I guess I don't blame Morgan Stewart's family. He was a college track star who held the record for the long jump. So when he came into the emergency room with chest pain, Dad thought he'd suffered a collapsed lung.
It was all Dad talked about:
"I mean, sometimes the symptoms don't add up, you know? Even brilliant diagnosticians can be fooled. Maybe I should have called an internist to double-check, but everything, and I mean everything, pointed to a simple collapsed lung, which can happen in tall, thin young men. Surgery is rarely indicated. Radiology was busy, and we had that hit and run to worry about, so I had him lie down in an observation room to wait until we could get an x-ray, just for a couple minutes." He always stopped here, the lines in his forehead deepening. It was like he was trying to remember it in just the right order to bring the kid back alive. But the story always ended the same way. He would shake his head in disbelief and say, "A complication from undiagnosed Marfan syndrome. Thoracic aortic dissection. Boom. And he died."
He died.
He told me this story over and over again for weeks. At first it seemed like he was trying to explain it to me so that I would understand and forgive him, but I forgave him so many times that I finally realized he was telling the story so that he could forgive himself. But he never could.

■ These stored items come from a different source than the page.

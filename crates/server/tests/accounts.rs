mod common;

use axum::http::StatusCode;
use common::test_app;
use serde_json::json;

#[tokio::test]
async fn register_then_use_the_session() {
    let app = test_app().await;
    let alice = app.register("alice").await;

    let (status, body) = app.get("/account/profile", Some(&alice.token)).await;
    assert_eq!(status, StatusCode::OK);
    assert_eq!(body["data"]["name"], "alice");
    assert!(body["data"].get("passwd_hash").is_none());

    let uri = format!("/account/profile?api_key={}", alice.api_key);
    let (status, body) = app.get(&uri, None).await;
    assert_eq!(status, StatusCode::OK);
    assert_eq!(body["data"]["id"], alice.id);

    let (status, _) = app.get("/account/profile", None).await;
    assert_eq!(status, StatusCode::UNAUTHORIZED);
    let (status, _) = app.get("/account/profile?api_key=nope", None).await;
    assert_eq!(status, StatusCode::UNAUTHORIZED);
}

#[tokio::test]
async fn duplicate_names_are_rejected() {
    let app = test_app().await;
    app.register("alice").await;
    let (status, body) = app
        .post(
            "/account/register",
            None,
            json!({
                "fullname": "Other Alice",
                "name": "alice",
                "email_addr": "other@example.com",
                "password": "secret",
                "confirm": "secret",
            }),
        )
        .await;
    assert_eq!(status, StatusCode::BAD_REQUEST);
    assert_eq!(body["success"], false);
}

#[tokio::test]
async fn signin_errors() {
    let app = test_app().await;
    app.register("alice").await;

    let (status, body) = app
        .post(
            "/account/signin",
            None,
            json!({"email": "alice@example.com", "password": "wrong"}),
        )
        .await;
    assert_eq!(status, StatusCode::UNAUTHORIZED);
    assert_eq!(body["message"], "Ooops, Incorrect email/password");

    let (status, body) = app
        .post(
            "/account/signin",
            None,
            json!({"email": "nobody@example.com", "password": "wrong"}),
        )
        .await;
    assert_eq!(status, StatusCode::UNAUTHORIZED);
    assert_eq!(
        body["message"],
        "Ooops, we didn't find you in the system, did you sign up?"
    );

    let (status, body) = app
        .post(
            "/account/signin",
            None,
            json!({"email": "alice@example.com", "password": "p4ssw0rd"}),
        )
        .await;
    assert_eq!(status, StatusCode::OK);
    assert!(body["data"]["token"].is_string());
}

#[tokio::test]
async fn api_key_reset_is_owner_only() {
    let app = test_app().await;
    let alice = app.register("alice").await;
    let bob = app.register("bob").await;

    let (status, _) = app.post("/account/alice/resetapikey", None, json!({})).await;
    assert_eq!(status, StatusCode::UNAUTHORIZED);
    let (status, _) = app
        .post("/account/alice/resetapikey", Some(&bob.token), json!({}))
        .await;
    assert_eq!(status, StatusCode::FORBIDDEN);
    let (status, _) = app
        .post("/account/nobody/resetapikey", Some(&bob.token), json!({}))
        .await;
    assert_eq!(status, StatusCode::NOT_FOUND);

    let (status, body) = app
        .post("/account/alice/resetapikey", Some(&alice.token), json!({}))
        .await;
    assert_eq!(status, StatusCode::OK);
    assert_ne!(body["data"], alice.api_key);
}

#[tokio::test]
async fn reset_password_needs_a_valid_key() {
    let app = test_app().await;
    app.register("alice").await;

    let (status, _) = app
        .post(
            "/account/reset-password",
            None,
            json!({"key": "garbage", "new_password": "n3w", "confirm": "n3w"}),
        )
        .await;
    assert_eq!(status, StatusCode::FORBIDDEN);

    let (status, _) = app.get("/account/register/confirmation", None).await;
    assert_eq!(status, StatusCode::FORBIDDEN);
}

#[tokio::test]
async fn public_profiles() {
    let app = test_app().await;
    app.register("alice").await;

    let (status, body) = app.get("/account/alice", None).await;
    assert_eq!(status, StatusCode::OK);
    assert_eq!(body["data"]["user"]["name"], "alice");
    assert_eq!(body["data"]["signup_method"], "local");
    assert!(body["data"]["user"].get("email_addr").is_none());

    let (status, _) = app.get("/account/nobody", None).await;
    assert_eq!(status, StatusCode::NOT_FOUND);

    let (status, body) = app.get("/account", None).await;
    assert_eq!(status, StatusCode::OK);
    assert_eq!(body["data"]["total"], 2);
}
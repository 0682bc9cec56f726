//! Account lifecycle: registration (optionally confirmed by mail), sign-in,
//! password changes and resets.

use chrono::Duration;
use db::models::user::{CreateUser, UpdateProfile, User};
use serde::{Deserialize, Serialize};
use sqlx::SqlitePool;
use thiserror::Error;
use ts_rs::TS;
use utils::signer::{Signer, SignerError};

use crate::services::{
    auth::{AuthError, AuthService, SignupMethod, signup_method},
    config::Config,
    jobs::{Job, JobError, JobQueue},
    mail::Mail,
};

pub const ACCOUNT_VALIDATION_SALT: &str = "account-validation";
pub const PASSWORD_RESET_SALT: &str = "password-reset";

fn key_max_age() -> Duration {
    Duration::hours(1)
}

#[derive(Debug, Error)]
pub enum AccountError {
    #[error(transparent)]
    Database(#[from] sqlx::Error),
    #[error(transparent)]
    Auth(#[from] AuthError),
    #[error(transparent)]
    Queue(#[from] JobError),
    #[error("{0} is required")]
    MissingField(&'static str),
    #[error("Passwords must match")]
    PasswordMismatch,
    #[error("The user name is already taken")]
    NameTaken,
    #[error("Email is already taken")]
    EmailTaken,
    #[error("Ooops, we didn't find you in the system, did you sign up?")]
    NotRegistered,
    #[error("Ooops, Incorrect email/password")]
    IncorrectPassword,
    #[error("Your current password doesn't match the one in our records")]
    WrongCurrentPassword,
    #[error(
        "We don't have this email in our records. You may have signed up with a different email or used Twitter, Facebook, or Google to sign-in"
    )]
    UnknownEmail,
    #[error("This link is not valid anymore")]
    InvalidKey,
}

impl From<SignerError> for AccountError {
    fn from(e: SignerError) -> Self {
        tracing::debug!("Rejected signed key: {}", e);
        AccountError::InvalidKey
    }
}

#[derive(Debug, Clone, Deserialize, TS)]
pub struct RegisterForm {
    pub fullname: String,
    pub name: String,
    pub email_addr: String,
    pub password: String,
    pub confirm: String,
}

#[derive(Debug, Clone, Deserialize, TS)]
pub struct SigninForm {
    pub email: String,
    pub password: String,
}

#[derive(Debug, Clone, Deserialize, TS)]
pub struct ChangePasswordForm {
    pub current_password: String,
    pub new_password: String,
    pub confirm: String,
}

#[derive(Debug, Clone, Deserialize, TS)]
pub struct ResetPasswordForm {
    pub key: String,
    pub new_password: String,
    pub confirm: String,
}

/// Account data carried by the confirmation key until the address is verified.
#[derive(Debug, Clone, Serialize, Deserialize)]
struct PendingAccount {
    fullname: String,
    name: String,
    email_addr: String,
    passwd_hash: String,
}

#[derive(Debug, Clone, Serialize, Deserialize)]
struct ResetKey {
    user: String,
    password: String,
}

#[derive(Debug)]
pub enum Registration {
    Created { user: User, token: String },
    ConfirmationSent,
}

#[derive(Clone)]
pub struct AccountService {
    auth: AuthService,
    signer: Signer,
    jobs: JobQueue,
}

fn required(value: &str, field: &'static str) -> Result<(), AccountError> {
    if value.trim().is_empty() {
        Err(AccountError::MissingField(field))
    } else {
        Ok(())
    }
}

fn check_new_password(password: &str, confirm: &str) -> Result<(), AccountError> {
    required(password, "Password")?;
    if password != confirm {
        return Err(AccountError::PasswordMismatch);
    }
    Ok(())
}

impl AccountService {
    pub fn new(auth: AuthService, signer: Signer, jobs: JobQueue) -> Self {
        Self { auth, signer, jobs }
    }

    pub fn auth(&self) -> &AuthService {
        &self.auth
    }

    async fn ensure_available(
        pool: &SqlitePool,
        name: &str,
        email_addr: &str,
        except_id: Option<i64>,
    ) -> Result<(), AccountError> {
        if let Some(user) = User::find_by_name(pool, name).await?
            && Some(user.id) != except_id
        {
            return Err(AccountError::NameTaken);
        }
        if let Some(user) = User::find_by_email(pool, email_addr).await?
            && Some(user.id) != except_id
        {
            return Err(AccountError::EmailTaken);
        }
        Ok(())
    }

    pub async fn register(
        &self,
        pool: &SqlitePool,
        config: &Config,
        form: &RegisterForm,
    ) -> Result<Registration, AccountError> {
        required(&form.fullname, "Full name")?;
        required(&form.name, "User name")?;
        required(&form.email_addr, "Email")?;
        check_new_password(&form.password, &form.confirm)?;
        Self::ensure_available(pool, &form.name, &form.email_addr, None).await?;

        let passwd_hash = self.auth.hash_password(&form.password)?;
        if config.account_validation {
            let key = self.signer.dumps(
                &PendingAccount {
                    fullname: form.fullname.clone(),
                    name: form.name.clone(),
                    email_addr: form.email_addr.clone(),
                    passwd_hash,
                },
                ACCOUNT_VALIDATION_SALT,
            )?;
            let link = config.url_for(&format!("account/register/confirmation?key={key}"));
            self.jobs.enqueue(Job::SendMail(Mail::to(
                form.email_addr.clone(),
                "Welcome! Please confirm your account",
                format!("Hello {},\n\nConfirm your account here: {link}\n", form.fullname),
            )))?;
            tracing::info!("Confirmation mail queued for {}", form.name);
            return Ok(Registration::ConfirmationSent);
        }

        let user = User::create(
            pool,
            &CreateUser {
                name: form.name.clone(),
                fullname: form.fullname.clone(),
                email_addr: form.email_addr.clone(),
                passwd_hash: Some(passwd_hash),
                info: None,
            },
        )
        .await?;
        tracing::info!("Registered user {}", user.name);
        let token = self.auth.create_token(&user)?;
        Ok(Registration::Created { user, token })
    }

    /// Creates the account carried by a confirmation key.
    pub async fn confirm(&self, pool: &SqlitePool, key: &str) -> Result<(User, String), AccountError> {
        let pending: PendingAccount =
            self.signer
                .loads(key, ACCOUNT_VALIDATION_SALT, Some(key_max_age()))?;
        Self::ensure_available(pool, &pending.name, &pending.email_addr, None).await?;
        let user = User::create(
            pool,
            &CreateUser {
                name: pending.name,
                fullname: pending.fullname,
                email_addr: pending.email_addr,
                passwd_hash: Some(pending.passwd_hash),
                info: None,
            },
        )
        .await?;
        let token = self.auth.create_token(&user)?;
        Ok((user, token))
    }

    pub async fn signin(
        &self,
        pool: &SqlitePool,
        form: &SigninForm,
    ) -> Result<(User, String), AccountError> {
        let user = User::find_by_email(pool, &form.email)
            .await?
            .ok_or(AccountError::NotRegistered)?;
        let Some(hash) = user.passwd_hash.as_deref() else {
            return Err(AccountError::NotRegistered);
        };
        if !self.auth.verify_password(&form.password, hash)? {
            return Err(AccountError::IncorrectPassword);
        }
        let token = self.auth.create_token(&user)?;
        tracing::debug!("User {} signed in", user.name);
        Ok((user, token))
    }

    pub async fn update_profile(
        &self,
        pool: &SqlitePool,
        user: &User,
        form: &UpdateProfile,
    ) -> Result<User, AccountError> {
        required(&form.fullname, "Full name")?;
        required(&form.name, "User name")?;
        required(&form.email_addr, "Email")?;
        Self::ensure_available(pool, &form.name, &form.email_addr, Some(user.id)).await?;
        Ok(User::update_profile(pool, user.id, form).await?)
    }

    pub async fn change_password(
        &self,
        pool: &SqlitePool,
        user: &User,
        form: &ChangePasswordForm,
    ) -> Result<(), AccountError> {
        let matches = match user.passwd_hash.as_deref() {
            Some(hash) => self.auth.verify_password(&form.current_password, hash)?,
            None => false,
        };
        if !matches {
            return Err(AccountError::WrongCurrentPassword);
        }
        check_new_password(&form.new_password, &form.confirm)?;
        let hash = self.auth.hash_password(&form.new_password)?;
        User::update_password(pool, user.id, &hash).await?;
        Ok(())
    }

    /// Mails a reset link, or a reminder of the third-party account the user
    /// signed up with.
    pub async fn forgot_password(
        &self,
        pool: &SqlitePool,
        config: &Config,
        email: &str,
    ) -> Result<(), AccountError> {
        let user = User::find_by_email(pool, email)
            .await?
            .ok_or(AccountError::UnknownEmail)?;

        let body = match (signup_method(&user), user.passwd_hash.as_deref()) {
            (SignupMethod::Local, Some(hash)) => {
                let key = self.signer.dumps(
                    &ResetKey {
                        user: user.name.clone(),
                        password: hash.to_string(),
                    },
                    PASSWORD_RESET_SALT,
                )?;
                let link = config.url_for(&format!("account/reset-password?key={key}"));
                format!("Hello {},\n\nReset your password here: {link}\n", user.fullname)
            }
            (SignupMethod::Local, None) => return Err(AccountError::NotRegistered),
            (method, _) => format!(
                "Hello {},\n\nYou signed up with your {} account. Please sign in with {} again.\n",
                user.fullname,
                method.label(),
                method.label()
            ),
        };
        self.jobs.enqueue(Job::SendMail(Mail::to(
            user.email_addr.clone(),
            "Account Recovery",
            body,
        )))?;
        Ok(())
    }

    pub async fn reset_password(
        &self,
        pool: &SqlitePool,
        form: &ResetPasswordForm,
    ) -> Result<User, AccountError> {
        if form.key.is_empty() {
            return Err(AccountError::InvalidKey);
        }
        let key: ResetKey = self
            .signer
            .loads(&form.key, PASSWORD_RESET_SALT, Some(key_max_age()))?;
        let user = User::find_by_name(pool, &key.user)
            .await?
            .ok_or(AccountError::InvalidKey)?;
        if user.passwd_hash.as_deref() != Some(key.password.as_str()) {
            return Err(AccountError::InvalidKey);
        }
        check_new_password(&form.new_password, &form.confirm)?;
        let hash = self.auth.hash_password(&form.new_password)?;
        User::update_password(pool, user.id, &hash).await?;
        tracing::info!("Password reset for {}", user.name);
        Ok(user)
    }
}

If that had been the first lawsuit, it would have been okay, but it was Dad's third. His malpractice insurance got so high that he couldn't pay it. The hospital couldn't keep him on staff without insurance, so they forced him to resign. Dad just accepted it. He didn't even fight it because he believed he deserved it.
I don't know. Maybe he did.
The doorbell screams at me. I jump, and Minnie digs her claws into my lap. I have to breathe for a second before I am calm enough to turn down the TV and answer the door.